The highest earner at the independent company set up to run the Women’s Super League, believed to be chief executive Nikki Doucet, was paid £531,000 as it made a £2.4m loss.
Accounts published by Companies House reveal the finances in the first year of Women’s Super League Football Limited, which took over management of the top two divisions in 2024.
WSLF recorded revenue of £17.4m for the year ending July 2025, made up mostly of £8.7m from media rights contracts with Sky and the BBC and £8.5m in sponsorship and licensing deals with partners including Barclays, Apple and Nike.
Expenses totalled £22.3m, among the largest of which were £9.4m in distributions to its member clubs and £4.3m in salaries and other staff costs, including £679,000 to its directors.
It resulted in an operating loss of £8.2m and a pre-tax loss of £3.1m which, after tax credits were applied, reduced to £2.4m.
The highest-paid director, which sources told City AM was CEO Doucet, received a package worth £531,000, including pension benefits.
That sum equates to three per cent of WSLF’s total revenue. The chief executive of the Premier League, Richard Masters, was paid £1.98m, or 0.05 per cent of its revenue in 2024, the most recent year for which accounts are publicly available.

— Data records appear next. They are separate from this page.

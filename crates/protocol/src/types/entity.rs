//! Actor sub-structures shared by spawn and update packets

use crate::codecs::*;
use crate::nbt::CacheableNbt;
use bytes::{Buf, BytesMut};
use protobridge_core::{BlockPosition, BridgeError, Result, Vector3};
use std::collections::BTreeMap;

/// Actor metadata keyed by metadata property id, in key order
pub type EntityMetadata = BTreeMap<u32, MetadataProperty>;

/// One typed metadata value
#[derive(Debug, Clone, PartialEq)]
pub enum MetadataProperty {
    Byte(i8),
    Short(i16),
    Int(i32),
    Float(f32),
    String(String),
    Compound(CacheableNbt),
    BlockPos(BlockPosition),
    Long(i64),
    Vec3(Vector3),
}

impl MetadataProperty {
    pub fn type_id(&self) -> u32 {
        match self {
            Self::Byte(_) => 0,
            Self::Short(_) => 1,
            Self::Int(_) => 2,
            Self::Float(_) => 3,
            Self::String(_) => 4,
            Self::Compound(_) => 5,
            Self::BlockPos(_) => 6,
            Self::Long(_) => 7,
            Self::Vec3(_) => 8,
        }
    }

    fn write_value(&self, buf: &mut BytesMut) {
        match self {
            Self::Byte(v) => write_u8(buf, *v as u8),
            Self::Short(v) => write_i16_le(buf, *v),
            Self::Int(v) => write_varint(buf, *v),
            Self::Float(v) => write_f32_le(buf, *v),
            Self::String(v) => write_string(buf, v),
            Self::Compound(v) => v.write(buf),
            Self::BlockPos(v) => {
                write_varint(buf, v.x);
                write_varint(buf, v.y);
                write_varint(buf, v.z);
            }
            Self::Long(v) => write_varlong(buf, *v),
            Self::Vec3(v) => write_vec3(buf, *v),
        }
    }

    fn read_value<B: Buf>(type_id: u32, buf: &mut B) -> Result<Self> {
        Ok(match type_id {
            0 => Self::Byte(read_u8(buf)? as i8),
            1 => Self::Short(read_i16_le(buf)?),
            2 => Self::Int(read_varint(buf)?),
            3 => Self::Float(read_f32_le(buf)?),
            4 => Self::String(read_string(buf)?),
            5 => Self::Compound(CacheableNbt::read(buf)?),
            6 => Self::BlockPos(BlockPosition::new(read_varint(buf)?, read_varint(buf)?, read_varint(buf)?)),
            7 => Self::Long(read_varlong(buf)?),
            8 => Self::Vec3(read_vec3(buf)?),
            other => {
                return Err(BridgeError::InvalidData(format!("Unknown metadata type {}", other)));
            }
        })
    }
}

pub fn write_entity_metadata(buf: &mut BytesMut, metadata: &EntityMetadata) {
    write_uvarint(buf, metadata.len() as u32);
    for (key, value) in metadata {
        write_uvarint(buf, *key);
        write_uvarint(buf, value.type_id());
        value.write_value(buf);
    }
}

pub fn read_entity_metadata<B: Buf>(buf: &mut B) -> Result<EntityMetadata> {
    let count = read_count(buf, 3)?;
    let mut metadata = EntityMetadata::new();
    for _ in 0..count {
        let key = read_uvarint(buf)?;
        let type_id = read_uvarint(buf)?;
        metadata.insert(key, MetadataProperty::read_value(type_id, buf)?);
    }
    Ok(metadata)
}

/// Modifier applied on top of an attribute's base value
#[derive(Debug, Clone, PartialEq)]
pub struct AttributeModifier {
    pub id: String,
    pub name: String,
    pub amount: f32,
    pub operation: i32,
    pub operand: i32,
    pub serializable: bool,
}

/// Actor attribute (health, movement speed, ...)
#[derive(Debug, Clone, PartialEq)]
pub struct Attribute {
    pub id: String,
    pub min: f32,
    pub max: f32,
    pub current: f32,
    pub default: f32,
    pub modifiers: Vec<AttributeModifier>,
}

impl Attribute {
    pub fn new(id: impl Into<String>, min: f32, max: f32, current: f32, default: f32) -> Self {
        Self {
            id: id.into(),
            min,
            max,
            current,
            default,
            modifiers: Vec::new(),
        }
    }
}

/// Write the short attribute form used by actor spawn packets
///
/// # Format
/// ```text
/// {UVARINT count}[{STRING id}{F32 min}{F32 current}{F32 max}]*
/// ```
pub fn write_spawn_attributes(buf: &mut BytesMut, attributes: &[Attribute]) {
    write_uvarint(buf, attributes.len() as u32);
    for attribute in attributes {
        write_string(buf, &attribute.id);
        write_f32_le(buf, attribute.min);
        write_f32_le(buf, attribute.current);
        write_f32_le(buf, attribute.max);
    }
}

/// Read the short attribute form. The spawn form has no default value, it is
/// taken from the current value.
pub fn read_spawn_attributes<B: Buf>(buf: &mut B) -> Result<Vec<Attribute>> {
    let count = read_count(buf, 13)?;
    let mut attributes = Vec::with_capacity(count);
    for _ in 0..count {
        let id = read_string(buf)?;
        let min = read_f32_le(buf)?;
        let current = read_f32_le(buf)?;
        let max = read_f32_le(buf)?;
        attributes.push(Attribute::new(id, min, max, current, current));
    }
    Ok(attributes)
}

/// Write the full attribute form used by the attribute update packet
pub fn write_update_attributes(buf: &mut BytesMut, attributes: &[Attribute]) {
    write_uvarint(buf, attributes.len() as u32);
    for attribute in attributes {
        write_f32_le(buf, attribute.min);
        write_f32_le(buf, attribute.max);
        write_f32_le(buf, attribute.current);
        write_f32_le(buf, attribute.default);
        write_string(buf, &attribute.id);
        write_uvarint(buf, attribute.modifiers.len() as u32);
        for modifier in &attribute.modifiers {
            write_string(buf, &modifier.id);
            write_string(buf, &modifier.name);
            write_f32_le(buf, modifier.amount);
            write_i32_le(buf, modifier.operation);
            write_i32_le(buf, modifier.operand);
            write_bool(buf, modifier.serializable);
        }
    }
}

pub fn read_update_attributes<B: Buf>(buf: &mut B) -> Result<Vec<Attribute>> {
    let count = read_count(buf, 18)?;
    let mut attributes = Vec::with_capacity(count);
    for _ in 0..count {
        let min = read_f32_le(buf)?;
        let max = read_f32_le(buf)?;
        let current = read_f32_le(buf)?;
        let default = read_f32_le(buf)?;
        let id = read_string(buf)?;
        let modifier_count = read_count(buf, 15)?;
        let mut modifiers = Vec::with_capacity(modifier_count);
        for _ in 0..modifier_count {
            modifiers.push(AttributeModifier {
                id: read_string(buf)?,
                name: read_string(buf)?,
                amount: read_f32_le(buf)?,
                operation: read_i32_le(buf)?,
                operand: read_i32_le(buf)?,
                serializable: read_bool(buf)?,
            });
        }
        attributes.push(Attribute {
            id,
            min,
            max,
            current,
            default,
            modifiers,
        });
    }
    Ok(attributes)
}

/// Link between two actors (riding)
#[derive(Debug, Clone, PartialEq)]
pub struct EntityLink {
    pub from_actor_unique_id: i64,
    pub to_actor_unique_id: i64,
    pub link_type: u8,
    pub immediate: bool,
    pub caused_by_rider: bool,
}

impl BinarySerializable for EntityLink {
    fn write(&self, buf: &mut BytesMut) {
        write_actor_unique_id(buf, self.from_actor_unique_id);
        write_actor_unique_id(buf, self.to_actor_unique_id);
        write_u8(buf, self.link_type);
        write_bool(buf, self.immediate);
        write_bool(buf, self.caused_by_rider);
    }

    fn read<B: Buf>(buf: &mut B) -> Result<Self> {
        Ok(Self {
            from_actor_unique_id: read_actor_unique_id(buf)?,
            to_actor_unique_id: read_actor_unique_id(buf)?,
            link_type: read_u8(buf)?,
            immediate: read_bool(buf)?,
            caused_by_rider: read_bool(buf)?,
        })
    }
}

pub fn write_entity_links(buf: &mut BytesMut, links: &[EntityLink]) {
    write_uvarint(buf, links.len() as u32);
    for link in links {
        link.write(buf);
    }
}

pub fn read_entity_links<B: Buf>(buf: &mut B) -> Result<Vec<EntityLink>> {
    let count = read_count(buf, 5)?;
    let mut links = Vec::with_capacity(count);
    for _ in 0..count {
        links.push(EntityLink::read(buf)?);
    }
    Ok(links)
}

#[cfg(test)]
mod tests {
    use super::*;

    #[test]
    fn test_metadata_preserves_every_type() {
        let mut metadata = EntityMetadata::new();
        metadata.insert(0, MetadataProperty::Long(0x1_0000_0000));
        metadata.insert(4, MetadataProperty::String("Zombie".into()));
        metadata.insert(38, MetadataProperty::Float(0.6));
        metadata.insert(7, MetadataProperty::Short(300));
        metadata.insert(9, MetadataProperty::Compound(CacheableNbt::empty_compound()));
        metadata.insert(17, MetadataProperty::BlockPos(BlockPosition::new(1, -2, 3)));
        metadata.insert(57, MetadataProperty::Vec3(Vector3::new(0.5, 1.0, 0.5)));

        let mut buf = BytesMut::new();
        write_entity_metadata(&mut buf, &metadata);
        assert_eq!(read_entity_metadata(&mut buf).unwrap(), metadata);
        assert!(buf.is_empty());
    }

    #[test]
    fn test_spawn_attribute_default_comes_from_current() {
        let attributes = vec![Attribute::new("minecraft:health", 0.0, 20.0, 14.0, 20.0)];
        let mut buf = BytesMut::new();
        write_spawn_attributes(&mut buf, &attributes);

        let decoded = read_spawn_attributes(&mut buf).unwrap();
        assert_eq!(decoded[0].current, 14.0);
        assert_eq!(decoded[0].default, 14.0);
        assert_eq!(decoded[0].max, 20.0);
    }

    #[test]
    fn test_update_attributes_with_modifiers() {
        let mut speed = Attribute::new("minecraft:movement", 0.0, 3.4e38, 0.1, 0.1);
        speed.modifiers.push(AttributeModifier {
            id: "91AEAA56-376B-4498-935B-2F7F68070635".into(),
            name: "Sprinting speed boost".into(),
            amount: 0.3,
            operation: 2,
            operand: 2,
            serializable: false,
        });
        let mut buf = BytesMut::new();
        write_update_attributes(&mut buf, &[speed.clone()]);
        assert_eq!(read_update_attributes(&mut buf).unwrap(), vec![speed]);
    }
}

It is also more than the £490,000 reported to be the salary of the WSL’s highest-paid player, Chelsea striker Sam Kerr.
WSL grapples with capitalising on Lionesses
WSLF drew down further on its £20m interest-free loan facility from the Premier League in 2024-25, taking its borrowing to £6.1m.
The Women’s Super League has established itself as the world’s highest-profile and most commercially successful in the game over the last decade.
Its uncoupling from the Football Association in 2024 coincided with a raising of minimum standards across the top two divisions, resulting from Karen Carney’s review.
That evolution has been overseen by former Citigroup investment banker and Nike executive Doucet, who was appointed the first CEO of WSLF Ltd in 2023.
The WSL faces a challenge to convert interest in England’s national team into regular engagement with domestic club football, however.
Despite the Lionesses defending their European Championship title last summer, TV viewing figures for the WSL have stagnated so far this season.
A spokesperson for WSLF said it did not comment on individual employees’ salaries.